On Monday morning, the Wall Street Journal published a piece lamenting the impending demolition of the Booth cottage in Glencoe, Ill., a house designed by Frank Lloyd Wright. Bemoaning the fate of a “modernist landmark”, Michael J. Lewis quotes an ad from the time of construction that describes the house as “marvelously beautiful.”
I have just one question for Lewis: Have you seen the Booth cottage? It’s just another small, suburban house — and an uglier-than-average one at that. I’d be willing to bet that 99 out of 100 Americans driving by wouldn’t give the cottage a second look. And that one other guy will only stop in awe because he heard someone mention the name “Frank Lloyd Wright.” He may be amazed at its beauty, because, of course, it’s Frank Lloyd Wright, but he’d have the same response if you picked any other simple suburban one-story and told him it was designed by the best-loved American architect. And nobody could really blame him that he couldn’t tell the difference.
Lewis identifies the desire to tear down the 1913 house (in order to free up the large, mostly unused lot on which it sits) with a broader disregard for our history and culture. There’s no doubt that the broader cultural phenomenon exists. Passion for the great cultural traditions handed down to us, though briefly and dramatically reignited by the recent fire at Notre-Dame de Paris, has all but disappeared. But it makes little sense to lump disregard for a Wright design in with this broader trend.
In fact, Frank Lloyd Wright is not a victim of the destruction of our cultural heritage but a major player in it. Wright’s style, of which the Booth cottage is more or less typical, is all about undermining traditional aesthetics, substituting simple geometry for ornate design. He went a step beyond the common modern motto “form follows function” in saying that “form and function are one.” His work in the period of the Booth cottage is entirely minimalist and utilitarian. It is architecture that is not art. (The same is not necessarily true of Fallingwater, Wright’s later masterpiece, but the undeniable beauty of that estate rests much more on the natural landscape than on the jumble of right angles and windows that Wright jammed into it.)

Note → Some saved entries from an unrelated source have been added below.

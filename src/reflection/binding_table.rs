//! Merged reflection table
//!
//! Accumulates the bindings of every stage registered into a program into a
//! single name-keyed table. Stages that share a binding must agree on its
//! set, binding number, type and count; their stage flags are unioned. The
//! table also tracks which resources have been written before compilation,
//! so an incomplete program is rejected with the exact missing names.

use rustc_hash::FxHashMap;

use crate::error::{Error, Result};
use crate::reflection::{ReflectedBinding, MAX_PROGRAM_SET_SLOTS};

struct TableEntry {
    binding: ReflectedBinding,
    written: bool,
}

/// Name -> binding table merged across all registered stages
#[derive(Default)]
pub struct BindingReflectionTable {
    entries: FxHashMap<String, TableEntry>,
}

impl BindingReflectionTable {
    pub fn new() -> Self {
        Self::default()
    }

    /// Merge one stage's reflected bindings into the table.
    ///
    /// A name already present must match the existing entry in set, binding
    /// number, type and count; only the stage flags may differ and are
    /// unioned. Any disagreement is a [`Error::ReflectionConflict`], and a
    /// set index at or above [`MAX_PROGRAM_SET_SLOTS`] is a
    /// [`Error::SetIndexOutOfRange`].
    pub fn merge_stage(&mut self, stage_bindings: &[(String, ReflectedBinding)]) -> Result<()> {
        for (name, binding) in stage_bindings {
            if binding.set >= MAX_PROGRAM_SET_SLOTS {
                return Err(Error::SetIndexOutOfRange {
                    name: name.clone(),
                    set_index: binding.set,
                });
            }
            match self.entries.get_mut(name) {
                Some(existing) => {
                    let prev = existing.binding;
                    if prev.set != binding.set
                        || prev.binding != binding.binding
                        || prev.descriptor_type != binding.descriptor_type
                        || prev.descriptor_count != binding.descriptor_count
                    {
                        return Err(Error::ReflectionConflict(format!(
                            "resource '{}' is declared as (set={}, binding={}, type={:?}, count={}) \
                             in one stage and (set={}, binding={}, type={:?}, count={}) in another",
                            name,
                            prev.set,
                            prev.binding,
                            prev.descriptor_type,
                            prev.descriptor_count,
                            binding.set,
                            binding.binding,
                            binding.descriptor_type,
                            binding.descriptor_count,
                        )));
                    }
                    existing.binding.stage_flags |= binding.stage_flags;
                }
                None => {
                    self.entries.insert(
                        name.clone(),
                        TableEntry { binding: *binding, written: false },
                    );
                }
            }
        }
        Ok(())
    }

    /// Look up a resource by name
    pub fn resolve(&self, name: &str) -> Result<&ReflectedBinding> {
        self.entries
            .get(name)
            .map(|e| &e.binding)
            .ok_or_else(|| Error::ResourceNotFound(name.to_string()))
    }

    /// Mark a resource as written; fails if the name is unknown
    pub fn mark_written(&mut self, name: &str) -> Result<()> {
        match self.entries.get_mut(name) {
            Some(entry) => {
                entry.written = true;
                Ok(())
            }
            None => Err(Error::ResourceNotFound(name.to_string())),
        }
    }

    /// Clear all written marks, keeping the bindings
    pub fn reset_written(&mut self) {
        for entry in self.entries.values_mut() {
            entry.written = false;
        }
    }

    /// Names of resources not yet written, sorted, skipping exempt sets
    pub fn missing(&self, exempt_sets: &[u32]) -> Vec<String> {
        let mut names: Vec<String> = self
            .entries
            .iter()
            .filter(|(_, e)| !e.written && !exempt_sets.contains(&e.binding.set))
            .map(|(name, _)| name.clone())
            .collect();
        names.sort();
        names
    }

    /// True when every non-exempt resource has been written
    pub fn all_written(&self, exempt_sets: &[u32]) -> bool {
        self.missing(exempt_sets).is_empty()
    }

    /// Iterate all `(name, binding)` entries in unspecified order
    pub fn bindings(&self) -> impl Iterator<Item = (&str, &ReflectedBinding)> {
        self.entries.iter().map(|(name, e)| (name.as_str(), &e.binding))
    }

    pub fn len(&self) -> usize {
        self.entries.len()
    }

    pub fn is_empty(&self) -> bool {
        self.entries.is_empty()
    }

    /// Drop everything, bindings and written marks alike
    pub fn clear(&mut self) {
        self.entries.clear();
    }
}

#[cfg(test)]
#[path = "binding_table_tests.rs"]
mod tests;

Wright’s recognition as one of the most influential architects of the twentieth century — and certainly the most influential American architect — is fair. But the value of that influence has been decidedly negative for architecture per se. Lewis correctly points to Wright as a major developer of the common styles of American suburban architecture. The utilitarian benefits — Wright-style houses are compact, stable, and relatively cheap to construct — may be valuable contributions to the social aspect of architecture, but they’re irrelevant to the question of cultural value, which is what Lewis attempts to address.
Wright’s legacy isn’t limited to America, either. The Wasmuth Portfolio (1910), a collection of Wright designs that preceded the Booth cottage by just three years, was widely circulated in Europe. The Robie House, built in Chicago in 1909–10, is exemplary of the portfolio’s style. It’s pleasant enough to look at, sure, but a casual passerby could easily mistake it for a satellite branch of the local public library. It’s not Alhambra by any means. Hell, it’s not even a decent-looking colonial.
“Pleasant enough to look at” is a good enough standard for American suburbs, but it has tragic results when transported across the Atlantic. The Wasmuth Portfolio was a major influence on many of 20th-century Europe’s most prominent architects, including that worst of all anti-artists: Le Corbusier. In Europe, where a long and rich architectural tradition already existed, the style of Wright (and others who took his guiding principles even further) makes for an ugly contrast. Just compare Le Corbusier’s Unité d’habitation de Marseille with the Palais Longchamps in the same city; the Palais Longchamps, though just a few decades older, is built in homage to tradition, not in opposition to it. The results speak for themselves.
Lewis, noting that only two Frank Lloyd Wright houses have been demolished since 2004, admits that, “this is hardly the sack of Rome.” But the reason for that has nothing to do with quantity and everything to do with quality. (No visitor to Rome has ever remarked on the economical use of space in the Basilica of Constantine, the clean, sleek geometry of the Castel Sant’Angelo, the revolutionary simplicity of St. Peter’s. In fact, the best Roman parallels to Wright’s architecture can only be found in Mussolini’s hideous EUR experiment.) If we were looking for a modern analogue to the sack of Rome, we might turn to the systematic subversion of classical tradition in favor of gratuitous cultural revolution. We might look to the charge led by Frank Lloyd Wright, and we might, upon recognizing the damage done, set about clearing away the rubble.